NEW YORK, June 28, 2012 /PRNewswire/ -- A new survey from Credit Suisse finds that a broad range of investors say they are currently underweight commodities, even though they expect to increase their allocations over the next 12 months.
Credit Suisse conducted the survey as part of its 2012 New York City Commodities Day on Tuesday, June 26, with a gathering of about 320 clients covering a wide cross section of institutional investors, distributors, mutual funds and hedge funds.
"While investment in Commodities continues to grow, in the near term most participants are exercising caution amid market volatility and large macro risks like we're seeing in Europe," said Oscar Bleetstein, Head of Americas Institutional Sales for Commodities at Credit Suisse. "Our annual Commodities Day event helps our clients to navigate this challenging environment by presenting insight from across the institutional divisions of Credit Suisse."
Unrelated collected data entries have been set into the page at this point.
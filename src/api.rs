//! Health and stats surface for external polling, plus the admin reload
//! trigger. The Prometheus exposition lives on its own router in
//! `metrics` and is merged in here.

use std::sync::atomic::{AtomicUsize, Ordering};
use std::sync::Arc;

use axum::{
    extract::State,
    routing::{get, post},
    Json, Router,
};
use tower_http::cors::CorsLayer;

use crate::scheduler::HotReload;
use crate::store::Store;

#[derive(Clone)]
pub struct AppState {
    pub store: Arc<dyn Store>,
    pub queue_depth: Arc<AtomicUsize>,
    pub started_at: std::time::Instant,
    pub reload: Arc<HotReload>,
}

pub fn router(state: AppState, metrics_router: Router) -> Router {
    Router::new()
        .route("/health", get(|| async { "ok" }))
        .route("/api/stats", get(stats))
        .route("/admin/reload", post(admin_reload))
        .with_state(state)
        .merge(metrics_router)
        .layer(CorsLayer::very_permissive())
}

#[derive(serde::Serialize)]
struct StatsOut {
    uptime_seconds: u64,
    queue_depth: usize,
    sources: usize,
    active_sources: usize,
    deliveries: usize,
    price_tracks: usize,
    logs: usize,
}

async fn stats(State(state): State<AppState>) -> Json<StatsOut> {
    let store_stats = state.store.stats().await.unwrap_or_default();
    Json(StatsOut {
        uptime_seconds: state.started_at.elapsed().as_secs(),
        queue_depth: state.queue_depth.load(Ordering::SeqCst),
        sources: store_stats.sources,
        active_sources: store_stats.active_sources,
        deliveries: store_stats.deliveries,
        price_tracks: store_stats.price_tracks,
        logs: store_stats.logs,
    })
}

async fn admin_reload(State(state): State<AppState>) -> &'static str {
    state.reload.fire().await;
    "reloaded"
}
The survey found that 41% of investors classified themselves as currently "underweight" commodities, with a further 4% having zero exposure. However, when asked about their expected investment level over the next 12 months, 50% expected to be "neutral" commodities and 27% expect to be "overweight." In a related question, 36% expect commodities as an asset class (as measured by the Credit Suisse Commodities Benchmark, CSIXTR) to be at least 10% higher 12 months from now.
The largest groups of attendees at the conference described themselves as Institutional Investors (29.3%) and Family Offices/ Private Clients / Retail distributors (26.7%). When asked about their rationale for investing in commodities, 45.3% said their focus was on strategies that generate returns in excess of broad market benchmarks, or "alpha."
The largest challenges for today's commodity investors, according to the survey, are the potential for extreme volatility and high correlation with other asset classes such as equities and fixed income. However, 48.8% of those polled expect the correlation between commodities and equities to fall over the long term.
Some other results of the survey:
- 66% of investors polled do not think we've seen the peak in crude oil prices
- 69% of investors feel that gold will be higher than $1,600/oz in 1 year
- 47% believe natural gas will be the best performing part of the energy sector in the next 12 months, followed by crude oil (28%), oil products (15%) and coal (10%)
- A relatively small 18% of participants believe that Dodd Frank will have a big impact on their business, with 48% saying the impact will be modest and 34% insignificant.
- The sub-sector with the best outlook was agriculture (38%), followed by precious metals (29%), energy (26%), and industrial metals (7%).
For a complete set of the survey results, please contact Credit Suisse Media Relations at the number below.
Steven Vames, Credit Suisse, telephone +1 212-325-0932, [email protected]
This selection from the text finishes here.